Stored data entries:
────────────────
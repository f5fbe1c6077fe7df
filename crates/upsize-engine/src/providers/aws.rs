//! AWS instance types — `<family>.<multiplier>?<size>`.
//!
//! Escalation doubles the underlying instance:
//! `m6i.large` → `m6i.xlarge` → `m6i.2xlarge` → `m6i.4xlarge`, so the
//! rules keep working when the default instance size changes upstream.

use std::sync::LazyLock;

use tracing::debug;
use upsize_core::{EscalateError, EscalateResult};

use crate::grammar::Grammar;

static GRAMMAR: LazyLock<Grammar> = LazyLock::new(|| {
    Grammar::new(
        r"^(?P<family>[a-z0-9]+)\.(?P<multiplier>[0-9]+)?(?P<size>[a-z]+)$",
        &["family", "size"],
    )
});

/// Checks that `candidate` matches the AWS instance-type grammar.
pub fn validate(candidate: &str) -> EscalateResult<()> {
    GRAMMAR.parse(candidate).map(|_| ())
}

/// Returns the next AWS instance type in the series.
pub fn next_instance_type(current: &str) -> EscalateResult<String> {
    let fields = GRAMMAR.parse(current)?;
    let family = fields.require("family")?;
    let size = fields.require("size")?;

    let next = match fields.opt_int("multiplier")? {
        // Bare sizes below the numbered tiers.
        None => match size {
            "large" => format!("{family}.xlarge"),
            "xlarge" => format!("{family}.2xlarge"),
            _ => return Err(EscalateError::NotSupported(current.to_string())),
        },
        Some(multiplier) => format!("{family}.{}{size}", multiplier * 2),
    };

    debug!(current, next = %next, "escalated aws instance type");

    Ok(next)
}

#[cfg(test)]
mod tests {
    use super::*;

    #[test]
    fn large_steps_to_xlarge() {
        assert_eq!(next_instance_type("m6i.large").unwrap(), "m6i.xlarge");
    }

    #[test]
    fn xlarge_steps_to_2xlarge() {
        assert_eq!(next_instance_type("m6i.xlarge").unwrap(), "m6i.2xlarge");
    }

    #[test]
    fn numbered_tiers_double() {
        assert_eq!(next_instance_type("m6i.2xlarge").unwrap(), "m6i.4xlarge");
        assert_eq!(next_instance_type("c5.4xlarge").unwrap(), "c5.8xlarge");
        assert_eq!(next_instance_type("r5a.12xlarge").unwrap(), "r5a.24xlarge");
    }

    #[test]
    fn bare_sizes_without_successor_are_not_supported() {
        assert_eq!(
            next_instance_type("m6i.medium").unwrap_err(),
            EscalateError::NotSupported("m6i.medium".into())
        );
        assert_eq!(
            next_instance_type("t3.micro").unwrap_err(),
            EscalateError::NotSupported("t3.micro".into())
        );
    }

    #[test]
    fn malformed_identifiers_are_a_format_error() {
        for bad in ["m6ilarge", "m6i.", ".large", "m6i.large.extra", ""] {
            assert_eq!(
                next_instance_type(bad).unwrap_err(),
                EscalateError::UnsupportedFormat(bad.into()),
                "{bad:?}"
            );
        }
    }

    #[test]
    fn output_reparses_in_the_same_grammar() {
        let next = next_instance_type("m6i.2xlarge").unwrap();
        let fields = GRAMMAR.parse(&next).unwrap();
        assert_eq!(fields.require("family").unwrap(), "m6i");
        assert_eq!(fields.opt_int("multiplier").unwrap(), Some(4));
    }
}
use upsize_core::Platform;

pub fn run(format: &str) -> anyhow::Result<()> {
    match format {
        "json" => {
            let rows: Vec<_> = Platform::SUPPORTED
                .iter()
                .map(|p| {
                    serde_json::json!({
                        "platform": p,
                        "support": p.support_level(),
                    })
                })
                .collect();
            println!("{}", serde_json::to_string_pretty(&rows)?);
        }
        _ => {
            for platform in Platform::SUPPORTED {
                println!("{:<10} {:?}", platform.as_str(), platform.support_level());
            }
        }
    }

    Ok(())
}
────────────────
**WHAT TO DO:**
Your task is to restate every record word for word.

**RESPONSE BELOW:**
repository f5fbe1c6077fe7df
filename crates/upsize-engine/src/providers/aws.rs
//! AWS instance types — `<family>.<multiplier>?<size>`.
//!
//! Escalation doubles the underlying instance:
//! `m6i.large` → `m6i.xlarge` → `m6i.2xlarge` → `m6i.4xlarge`, so the
//! rules keep working when the default instance size changes upstream.

use std::sync::LazyLock;

use tracing::debug;
use upsize_core::{EscalateError, EscalateResult};

use crate::grammar::Grammar;

static GRAMMAR: LazyLock<Grammar> = LazyLock::new(|| {
    Grammar::new(
        r"^(?P<family>[a-z0-9]+)\.(?P<multiplier>[0-9]+)?(?P<size>[a-z]+)$",
        &["family", "size"],
    )
});

/// Checks that `candidate` matches the AWS instance-type grammar.
pub fn validate(candidate: &str) -> EscalateResult<()> {
    GRAMMAR.parse(candidate).map(|_| ())
}

/// Returns the next AWS instance type in the series.
pub fn next_instance_type(current: &str) -> EscalateResult<String> {
    let fields = GRAMMAR.parse(current)?;
    let family = fields.require("family")?;
    let size = fields.require("size")?;

    let next = match fields.opt_int("multiplier")? {
        // Bare sizes below the numbered tiers.
        None => match size {
            "large" => format!("{family}.xlarge"),
            "xlarge" => format!("{family}.2xlarge"),
            _ => return Err(EscalateError::NotSupported(current.to_string())),
        },
        Some(multiplier) => format!("{family}.{}{size}", multiplier * 2),
    };

    debug!(current, next = %next, "escalated aws instance type");

    Ok(next)
}

#[cfg(test)]
mod tests {
    use super::*;

    #[test]
    fn large_steps_to_xlarge() {
        assert_eq!(next_instance_type("m6i.large").unwrap(), "m6i.xlarge");
    }

    #[test]
    fn xlarge_steps_to_2xlarge() {
        assert_eq!(next_instance_type("m6i.xlarge").unwrap(), "m6i.2xlarge");
    }

    #[test]
    fn numbered_tiers_double() {
        assert_eq!(next_instance_type("m6i.2xlarge").unwrap(), "m6i.4xlarge");
        assert_eq!(next_instance_type("c5.4xlarge").unwrap(), "c5.8xlarge");
        assert_eq!(next_instance_type("r5a.12xlarge").unwrap(), "r5a.24xlarge");
    }

    #[test]
    fn bare_sizes_without_successor_are_not_supported() {
        assert_eq!(
            next_instance_type("m6i.medium").unwrap_err(),
            EscalateError::NotSupported("m6i.medium".into())
        );
        assert_eq!(
            next_instance_type("t3.micro").unwrap_err(),
            EscalateError::NotSupported("t3.micro".into())
        );
    }

    #[test]
    fn malformed_identifiers_are_a_format_error() {
        for bad in ["m6ilarge", "m6i.", ".large", "m6i.large.extra", ""] {
            assert_eq!(
                next_instance_type(bad).unwrap_err(),
                EscalateError::UnsupportedFormat(bad.into()),
                "{bad:?}"
            );
        }
    }

    #[test]
    fn output_reparses_in_the_same_grammar() {
        let next = next_instance_type("m6i.2xlarge").unwrap();
        let fields = GRAMMAR.parse(&next).unwrap();
        assert_eq!(fields.require("family").unwrap(), "m6i");
        assert_eq!(fields.opt_int("multiplier").unwrap(), Some(4));
    }
}
use upsize_core::Platform;

pub fn run(format: &str) -> anyhow::Result<()> {
    match format {
        "json" => {
            let rows: Vec<_> = Platform::SUPPORTED
                .iter()
                .map(|p| {
                    serde_json::json!({
                        "platform": p,
                        "support": p.support_level(),
                    })
                })
                .collect();
            println!("{}", serde_json::to_string_pretty(&rows)?);
        }
        _ => {
            for platform in Platform::SUPPORTED {
                println!("{:<10} {:?}", platform.as_str(), platform.support_level());
            }
        }
    }

    Ok(())
}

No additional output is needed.